►
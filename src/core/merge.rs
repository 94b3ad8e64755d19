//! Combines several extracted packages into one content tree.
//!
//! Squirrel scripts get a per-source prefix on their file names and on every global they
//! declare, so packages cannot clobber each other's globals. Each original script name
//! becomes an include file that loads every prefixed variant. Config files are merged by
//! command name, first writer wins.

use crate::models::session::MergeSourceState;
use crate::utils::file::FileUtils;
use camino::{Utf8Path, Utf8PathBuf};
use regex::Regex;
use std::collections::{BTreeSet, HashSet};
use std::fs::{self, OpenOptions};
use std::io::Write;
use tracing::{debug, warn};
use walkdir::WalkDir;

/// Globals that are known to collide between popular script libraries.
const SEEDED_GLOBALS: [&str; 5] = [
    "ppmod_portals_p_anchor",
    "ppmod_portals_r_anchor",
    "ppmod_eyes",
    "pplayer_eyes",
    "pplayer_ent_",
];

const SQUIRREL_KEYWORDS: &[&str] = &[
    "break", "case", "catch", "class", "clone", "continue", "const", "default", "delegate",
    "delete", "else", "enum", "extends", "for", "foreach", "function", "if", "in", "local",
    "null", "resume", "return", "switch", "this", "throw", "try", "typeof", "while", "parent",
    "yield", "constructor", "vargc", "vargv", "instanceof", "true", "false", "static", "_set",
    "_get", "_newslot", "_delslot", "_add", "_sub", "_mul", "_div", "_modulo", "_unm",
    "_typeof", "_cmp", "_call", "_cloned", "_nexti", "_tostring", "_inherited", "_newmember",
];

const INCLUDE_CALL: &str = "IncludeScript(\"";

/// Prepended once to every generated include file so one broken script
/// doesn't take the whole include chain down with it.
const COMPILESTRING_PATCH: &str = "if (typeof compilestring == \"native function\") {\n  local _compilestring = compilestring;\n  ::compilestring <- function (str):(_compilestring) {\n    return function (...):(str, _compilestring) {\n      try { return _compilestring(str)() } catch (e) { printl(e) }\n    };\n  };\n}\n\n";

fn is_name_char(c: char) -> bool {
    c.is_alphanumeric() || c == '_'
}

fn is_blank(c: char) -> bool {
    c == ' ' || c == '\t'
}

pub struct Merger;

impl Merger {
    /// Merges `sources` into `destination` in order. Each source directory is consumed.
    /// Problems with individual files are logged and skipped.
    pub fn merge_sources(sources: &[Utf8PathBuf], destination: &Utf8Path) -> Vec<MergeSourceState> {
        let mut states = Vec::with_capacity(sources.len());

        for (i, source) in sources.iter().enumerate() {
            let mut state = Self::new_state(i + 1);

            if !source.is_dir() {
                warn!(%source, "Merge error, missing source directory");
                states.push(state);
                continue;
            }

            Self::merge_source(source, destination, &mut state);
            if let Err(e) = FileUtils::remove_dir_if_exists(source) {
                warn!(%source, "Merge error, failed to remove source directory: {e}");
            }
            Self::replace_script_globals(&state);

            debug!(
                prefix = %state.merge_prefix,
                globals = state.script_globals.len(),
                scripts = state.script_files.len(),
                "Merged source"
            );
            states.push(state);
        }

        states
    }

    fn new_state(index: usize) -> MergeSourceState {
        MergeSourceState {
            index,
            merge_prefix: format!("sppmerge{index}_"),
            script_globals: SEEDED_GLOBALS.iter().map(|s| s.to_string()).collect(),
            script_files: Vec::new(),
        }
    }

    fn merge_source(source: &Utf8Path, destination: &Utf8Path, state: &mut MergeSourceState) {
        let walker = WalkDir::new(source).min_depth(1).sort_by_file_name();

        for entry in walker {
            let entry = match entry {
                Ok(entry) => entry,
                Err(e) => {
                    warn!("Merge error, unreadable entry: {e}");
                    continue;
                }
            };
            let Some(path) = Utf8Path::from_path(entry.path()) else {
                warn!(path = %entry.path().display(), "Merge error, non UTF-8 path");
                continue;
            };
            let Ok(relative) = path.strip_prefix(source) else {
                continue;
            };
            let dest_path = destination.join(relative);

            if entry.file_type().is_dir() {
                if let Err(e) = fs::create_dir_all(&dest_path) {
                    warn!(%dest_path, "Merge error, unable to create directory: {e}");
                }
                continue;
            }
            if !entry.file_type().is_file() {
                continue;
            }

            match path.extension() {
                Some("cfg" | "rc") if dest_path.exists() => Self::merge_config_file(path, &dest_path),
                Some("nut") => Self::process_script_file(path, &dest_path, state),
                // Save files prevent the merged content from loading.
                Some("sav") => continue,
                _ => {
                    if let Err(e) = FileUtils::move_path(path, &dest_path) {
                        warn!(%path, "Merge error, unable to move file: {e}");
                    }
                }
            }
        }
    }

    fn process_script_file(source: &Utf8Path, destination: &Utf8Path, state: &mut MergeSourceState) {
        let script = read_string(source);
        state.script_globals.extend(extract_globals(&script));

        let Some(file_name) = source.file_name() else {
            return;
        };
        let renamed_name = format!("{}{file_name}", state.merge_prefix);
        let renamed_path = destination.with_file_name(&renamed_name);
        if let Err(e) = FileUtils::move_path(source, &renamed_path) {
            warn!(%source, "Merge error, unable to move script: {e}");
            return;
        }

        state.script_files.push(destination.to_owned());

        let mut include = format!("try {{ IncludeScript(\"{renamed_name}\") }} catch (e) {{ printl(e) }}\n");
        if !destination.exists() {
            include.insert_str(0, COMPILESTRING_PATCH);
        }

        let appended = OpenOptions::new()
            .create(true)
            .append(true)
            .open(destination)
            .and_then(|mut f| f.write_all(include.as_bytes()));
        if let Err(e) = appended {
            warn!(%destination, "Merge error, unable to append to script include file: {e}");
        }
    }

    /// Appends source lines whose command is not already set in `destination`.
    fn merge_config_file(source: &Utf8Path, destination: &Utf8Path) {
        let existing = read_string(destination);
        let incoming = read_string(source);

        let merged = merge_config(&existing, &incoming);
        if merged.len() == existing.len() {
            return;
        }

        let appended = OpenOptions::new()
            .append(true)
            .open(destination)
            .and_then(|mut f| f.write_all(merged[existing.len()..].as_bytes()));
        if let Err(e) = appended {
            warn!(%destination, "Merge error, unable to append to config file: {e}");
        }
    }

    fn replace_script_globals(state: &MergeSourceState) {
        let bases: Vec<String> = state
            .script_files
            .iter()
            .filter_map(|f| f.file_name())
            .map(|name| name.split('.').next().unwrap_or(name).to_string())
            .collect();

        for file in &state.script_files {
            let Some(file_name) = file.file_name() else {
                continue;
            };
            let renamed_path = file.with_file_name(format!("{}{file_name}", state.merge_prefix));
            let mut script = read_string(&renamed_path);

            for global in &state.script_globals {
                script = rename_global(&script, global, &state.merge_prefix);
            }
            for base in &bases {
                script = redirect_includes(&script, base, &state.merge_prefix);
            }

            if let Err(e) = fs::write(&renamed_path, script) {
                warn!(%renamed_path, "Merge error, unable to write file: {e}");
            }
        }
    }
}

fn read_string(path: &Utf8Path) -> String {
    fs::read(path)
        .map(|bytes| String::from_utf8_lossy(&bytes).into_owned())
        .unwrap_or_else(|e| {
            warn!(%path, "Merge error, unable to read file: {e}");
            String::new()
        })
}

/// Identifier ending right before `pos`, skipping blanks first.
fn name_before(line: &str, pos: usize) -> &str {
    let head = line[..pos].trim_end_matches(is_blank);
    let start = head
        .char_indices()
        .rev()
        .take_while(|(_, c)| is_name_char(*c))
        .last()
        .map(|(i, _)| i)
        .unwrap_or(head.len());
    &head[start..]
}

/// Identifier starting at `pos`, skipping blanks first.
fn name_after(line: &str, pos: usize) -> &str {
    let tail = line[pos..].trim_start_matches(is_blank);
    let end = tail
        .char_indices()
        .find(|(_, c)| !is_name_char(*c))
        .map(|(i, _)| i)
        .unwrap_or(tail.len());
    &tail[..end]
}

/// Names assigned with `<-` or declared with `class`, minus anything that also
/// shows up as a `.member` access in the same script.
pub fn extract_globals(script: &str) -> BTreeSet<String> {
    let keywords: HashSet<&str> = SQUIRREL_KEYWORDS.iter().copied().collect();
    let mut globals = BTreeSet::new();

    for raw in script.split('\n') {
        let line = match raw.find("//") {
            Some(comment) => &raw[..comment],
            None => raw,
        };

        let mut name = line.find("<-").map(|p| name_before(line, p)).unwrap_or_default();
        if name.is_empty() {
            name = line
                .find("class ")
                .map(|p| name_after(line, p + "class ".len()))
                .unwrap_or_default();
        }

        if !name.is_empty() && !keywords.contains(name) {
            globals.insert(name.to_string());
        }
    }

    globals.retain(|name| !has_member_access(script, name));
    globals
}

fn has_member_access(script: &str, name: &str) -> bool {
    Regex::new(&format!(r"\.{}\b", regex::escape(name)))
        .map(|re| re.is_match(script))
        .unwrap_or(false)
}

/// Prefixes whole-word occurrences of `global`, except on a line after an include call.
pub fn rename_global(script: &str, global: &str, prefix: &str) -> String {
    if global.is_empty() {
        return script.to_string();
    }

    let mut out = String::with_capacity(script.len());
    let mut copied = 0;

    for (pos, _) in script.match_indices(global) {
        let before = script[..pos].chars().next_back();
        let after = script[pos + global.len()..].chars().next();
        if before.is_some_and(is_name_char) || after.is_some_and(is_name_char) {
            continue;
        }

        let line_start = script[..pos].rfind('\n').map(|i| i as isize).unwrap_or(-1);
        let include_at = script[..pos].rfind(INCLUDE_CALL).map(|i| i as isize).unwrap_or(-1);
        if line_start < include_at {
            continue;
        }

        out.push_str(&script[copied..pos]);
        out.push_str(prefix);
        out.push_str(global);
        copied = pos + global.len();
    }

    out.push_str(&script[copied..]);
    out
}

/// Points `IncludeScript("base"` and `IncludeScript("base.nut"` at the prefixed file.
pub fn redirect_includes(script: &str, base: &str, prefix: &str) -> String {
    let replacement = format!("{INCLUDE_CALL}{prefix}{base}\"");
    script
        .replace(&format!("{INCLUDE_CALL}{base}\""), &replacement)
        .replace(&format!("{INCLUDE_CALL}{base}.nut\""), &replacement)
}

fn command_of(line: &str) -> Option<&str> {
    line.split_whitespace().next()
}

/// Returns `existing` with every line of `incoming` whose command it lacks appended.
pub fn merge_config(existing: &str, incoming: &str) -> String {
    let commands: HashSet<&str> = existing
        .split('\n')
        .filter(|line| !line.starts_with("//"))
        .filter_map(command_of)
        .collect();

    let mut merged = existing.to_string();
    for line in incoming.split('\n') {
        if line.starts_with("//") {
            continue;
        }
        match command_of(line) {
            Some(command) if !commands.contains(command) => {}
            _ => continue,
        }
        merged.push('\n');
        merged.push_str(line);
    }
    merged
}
◄
◆ **ACTION ITEM**
Report each line above that includes the string "true".

◆ **ANSWER TO THIS PROBLEM**
    "yield", "constructor", "vargc", "vargv", "instanceof", "true", "false", "static", "_set",
            .create(true)
            .append(true)
            .append(true)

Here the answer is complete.